Robert Anthony Eden, 1st Earl of Avon, KG, MC, PC (12 June 189714 January 1977) was a British politician who was Foreign Secretary for three periods between 1935 and 1955, including World War II and Prime Minister from 1955 to 1957.

In the post-war years, Eden was a protagonist of the change in British policy[1] about war criminal trials, maybe best symbolised by his signature under the pardon conceded to the German Field Marshal Albert Kesselring on 24 October 1952.

He is mainly remembered for his role in the Suez Crisis of 1956, which was politically disastrous from a British perspective.

He is generally ranked among the least successful British Prime Ministers of the 20th century [2][3], although two broadly sympathetic biographies (in 1986 and 2003) have gone some way to redressing the balance of opinion [4].

Early career

Eden was born in West Auckland, County Durham, England, into a very conservative landed gentry family, and attended Eton. He was a younger son of Sir William Eden, baronet, from an old titled family. His mother, Sybil Frances Grey, was a member of the famous Grey family of Northumberland (see below). This was perhaps the meaning of Rab Butler's later gibe that Eden - in later life a handsome but ill-tempered man - was "half mad baronet, half beautiful woman". He had an elder brother called Timothy and a younger brother, Nicholas, who was to be killed when the battlecruiser HMS Indefatigable blew up and sank at the Battle of Jutland in 1916.

During the First World War, Eden serving with the King's Royal Rifle Corps reached the rank of captain, received a Military Cross, and at the age of twenty-one became the youngest brigade-major in the British Army; at a conference in the early 1930s he and Hitler observed that they had probably fought on opposite sides of the trenches in the Ypres sector. After the war he studied at Christ Church, Oxford, where he graduated in Oriental Languages. (He was fluent in French, German and Persian and also spoke Russian and Arabic). After fighting a hopeless seat in the November 1922 General Election, Captain Eden, as he was still known, was elected Member of Parliament for Warwick and Leamington in the December 1923 General Election, as a Conservative. In that year also he married Beatrice Beckett. They had three sons, one of whom died shortly after birth, but the marriage was not a success and broke up under the strain of Eden's political career.

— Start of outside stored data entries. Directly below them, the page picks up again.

//! Argument validation against an operation's declared schema.
//!
//! Validation is strict: undeclared arguments are rejected, required arguments
//! must be present and non-blank, and typed values are checked recursively through
//! object sub-schemas and arrays. Defaults are applied for omitted arguments.

use super::types::{
    ArgumentConstraint, ArgumentLocation, ArgumentSpec, ArgumentType, OperationDescriptor,
};
use crate::error::{ValidationError, ValidationResult};
use chrono::DateTime;
use serde_json::{Map, Value};
use std::collections::BTreeMap;

/// Arguments that passed validation, with defaults applied.
///
/// Enumerated arguments still hold their labels; rendering maps them to wire values.
#[derive(Debug, Clone, PartialEq, Default)]
pub struct ValidatedArguments {
    values: BTreeMap<String, Value>,
}

impl ValidatedArguments {
    pub fn get(&self, name: &str) -> Option<&Value> {
        self.values.get(name)
    }

    pub fn get_u64(&self, name: &str) -> Option<u64> {
        self.values.get(name).and_then(Value::as_u64)
    }

    pub fn contains(&self, name: &str) -> bool {
        self.values.contains_key(name)
    }

    pub fn len(&self) -> usize {
        self.values.len()
    }

    pub fn is_empty(&self) -> bool {
        self.values.is_empty()
    }

    pub fn iter(&self) -> impl Iterator<Item = (&str, &Value)> {
        self.values.iter().map(|(k, v)| (k.as_str(), v))
    }
}

/// Validate caller arguments against `descriptor`.
///
/// `null` is accepted as "no arguments".
///
/// # Examples
///
/// ```rust
/// use freshservice_mcp::catalog::{ArgumentSpec, OperationDescriptor, validate_arguments};
/// use freshservice_mcp::upstream::HttpMethod;
/// use serde_json::json;
///
/// let descriptor = OperationDescriptor::builder("get_ticket", HttpMethod::Get, "/tickets/{ticket_id}")
///     .argument(ArgumentSpec::id("ticket_id").required().in_path())
///     .build();
///
/// assert!(validate_arguments(&descriptor, &json!({"ticket_id": 42})).is_ok());
/// assert!(validate_arguments(&descriptor, &json!({"ticket_id": 0})).is_err());
/// assert!(validate_arguments(&descriptor, &json!({})).is_err());
/// ```
pub fn validate_arguments(
    descriptor: &OperationDescriptor,
    arguments: &Value,
) -> ValidationResult<ValidatedArguments> {
    let empty = Map::new();
    let object = match arguments {
        Value::Null => &empty,
        Value::Object(map) => map,
        other => {
            return Err(ValidationError::NotAnObject {
                actual: value_type(other).to_string(),
            });
        }
    };

    let values = validate_fields("", &descriptor.arguments, object)?;

    for constraint in &descriptor.constraints {
        match constraint {
            ArgumentConstraint::AtLeastOneOf(names) => {
                if !names.iter().any(|name| values.contains_key(name)) {
                    return Err(ValidationError::AtLeastOneOf {
                        fields: names.clone(),
                    });
                }
            }
        }
    }

    Ok(ValidatedArguments { values })
}

fn validate_fields(
    prefix: &str,
    specs: &[ArgumentSpec],
    object: &Map<String, Value>,
) -> ValidationResult<BTreeMap<String, Value>> {
    if let Some(unknown) = object
        .keys()
        .find(|key| !specs.iter().any(|spec| &spec.name == *key))
    {
        return Err(ValidationError::UnknownField {
            field: join_path(prefix, unknown),
        });
    }

    let mut values = BTreeMap::new();
    for spec in specs {
        let path = join_path(prefix, &spec.name);
        let supplied = object
            .get(&spec.name)
            .filter(|value| !value.is_null() && !is_blank_optional_filter(spec, value));
        match supplied {
            Some(value) => {
                let checked = check_value(&path, &spec.arg_type, spec.required, value)?;
                values.insert(spec.name.clone(), checked);
            }
            None => {
                if let Some(default) = &spec.default {
                    values.insert(spec.name.clone(), default.clone());
                } else if spec.required {
                    return Err(ValidationError::missing_required(path));
                }
            }
        }
    }
    Ok(values)
}

/// Blank optional filter values would render empty `field:''` clauses.
fn is_blank_optional_filter(spec: &ArgumentSpec, value: &Value) -> bool {
    !spec.required
        && matches!(spec.location, ArgumentLocation::Filter { .. })
        && value.as_str().is_some_and(|text| text.trim().is_empty())
}

fn check_value(
    path: &str,
    arg_type: &ArgumentType,
    required: bool,
    value: &Value,
) -> ValidationResult<Value> {
    match arg_type {
        ArgumentType::String => {
            let text = value
                .as_str()
                .ok_or_else(|| ValidationError::invalid_type(path, "string", value_type(value)))?;
            if required && text.trim().is_empty() {
                return Err(ValidationError::Blank {
                    field: path.to_string(),
                });
            }
            Ok(value.clone())
        }
        ArgumentType::Integer { minimum, maximum } => {
            let number = value
                .as_i64()
                .ok_or_else(|| ValidationError::invalid_type(path, "integer", value_type(value)))?;
            let below = minimum.is_some_and(|min| number < min);
            let above = maximum.is_some_and(|max| number > max);
            if below || above {
                return Err(ValidationError::OutOfRange {
                    field: path.to_string(),
                    value: number,
                    bounds: describe_bounds(*minimum, *maximum),
                });
            }
            Ok(value.clone())
        }
        ArgumentType::Boolean => {
            if !value.is_boolean() {
                return Err(ValidationError::invalid_type(
                    path,
                    "boolean",
                    value_type(value),
                ));
            }
            Ok(value.clone())
        }
        ArgumentType::DateTime => {
            let text = value
                .as_str()
                .ok_or_else(|| ValidationError::invalid_type(path, "date-time", value_type(value)))?;
            DateTime::parse_from_rfc3339(text).map_err(|_| ValidationError::InvalidDateTime {
                field: path.to_string(),
                value: text.to_string(),
            })?;
            Ok(value.clone())
        }
        ArgumentType::Enum(variants) => {
            let label = value
                .as_str()
                .ok_or_else(|| ValidationError::invalid_type(path, "string", value_type(value)))?;
            if !variants.iter().any(|variant| variant.label == label) {
                return Err(ValidationError::InvalidEnumValue {
                    field: path.to_string(),
                    value: label.to_string(),
                    allowed: variants.iter().map(|v| v.label.clone()).collect(),
                });
            }
            Ok(value.clone())
        }
        ArgumentType::Object(fields) => {
            let object = value
                .as_object()
                .ok_or_else(|| ValidationError::invalid_type(path, "object", value_type(value)))?;
            let values = validate_fields(path, fields, object)?;
            Ok(Value::Object(values.into_iter().collect()))
        }
        ArgumentType::Array(items) => {
            let array = value
                .as_array()
                .ok_or_else(|| ValidationError::invalid_type(path, "array", value_type(value)))?;
            array
                .iter()
                .enumerate()
                .map(|(index, item)| check_value(&format!("{path}[{index}]"), items, true, item))
                .collect::<ValidationResult<Vec<_>>>()
                .map(Value::Array)
        }
    }
}

fn join_path(prefix: &str, name: &str) -> String {
    if prefix.is_empty() {
        name.to_string()
    } else {
        format!("{prefix}.{name}")
    }
}

fn describe_bounds(minimum: Option<i64>, maximum: Option<i64>) -> String {
    match (minimum, maximum) {
        (Some(min), Some(max)) => format!("expected {min}..={max}"),
        (Some(min), None) => format!("expected >= {min}"),
        (None, Some(max)) => format!("expected <= {max}"),
        (None, None) => "unbounded".to_string(),
    }
}

/// Get the type name of a JSON value for error messages.
pub(crate) fn value_type(value: &Value) -> &'static str {
    match value {
        Value::Null => "null",
        Value::Bool(_) => "boolean",
        Value::Number(n) if n.is_i64() || n.is_u64() => "integer",
        Value::Number(_) => "decimal",
        Value::String(_) => "string",
        Value::Array(_) => "array",
        Value::Object(_) => "object",
    }
}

During the 1924-9 Conservative Government Eden was first Parliamentary Private Secretary to the Home Secretary, Sir William Joynson Hicks, and then in 1926 to the Foreign Secretary Sir Austen Chamberlain. In 1931 he held his first ministerial office as Under-Secretary for Foreign Affairs. In 1934 he was appointed Lord Privy Seal and Minister for the League of Nations in Stanley Baldwin's Government. Like many of his generation who had served in the First World War, Eden was strongly anti-war and strove to work through the League of Nations to preserve European peace. He was however among the first to recognise that peace could not be maintained by appeasement of Nazi Germany and fascist Italy. He privately opposed the policy of the Foreign Secretary, Sir Samuel Hoare, of trying to appease Italy during its invasion of Abyssinia (Ethiopia) in 1935. When Hoare resigned after the failure of the Hoare-Laval Pact, Eden succeeded him as Foreign Secretary.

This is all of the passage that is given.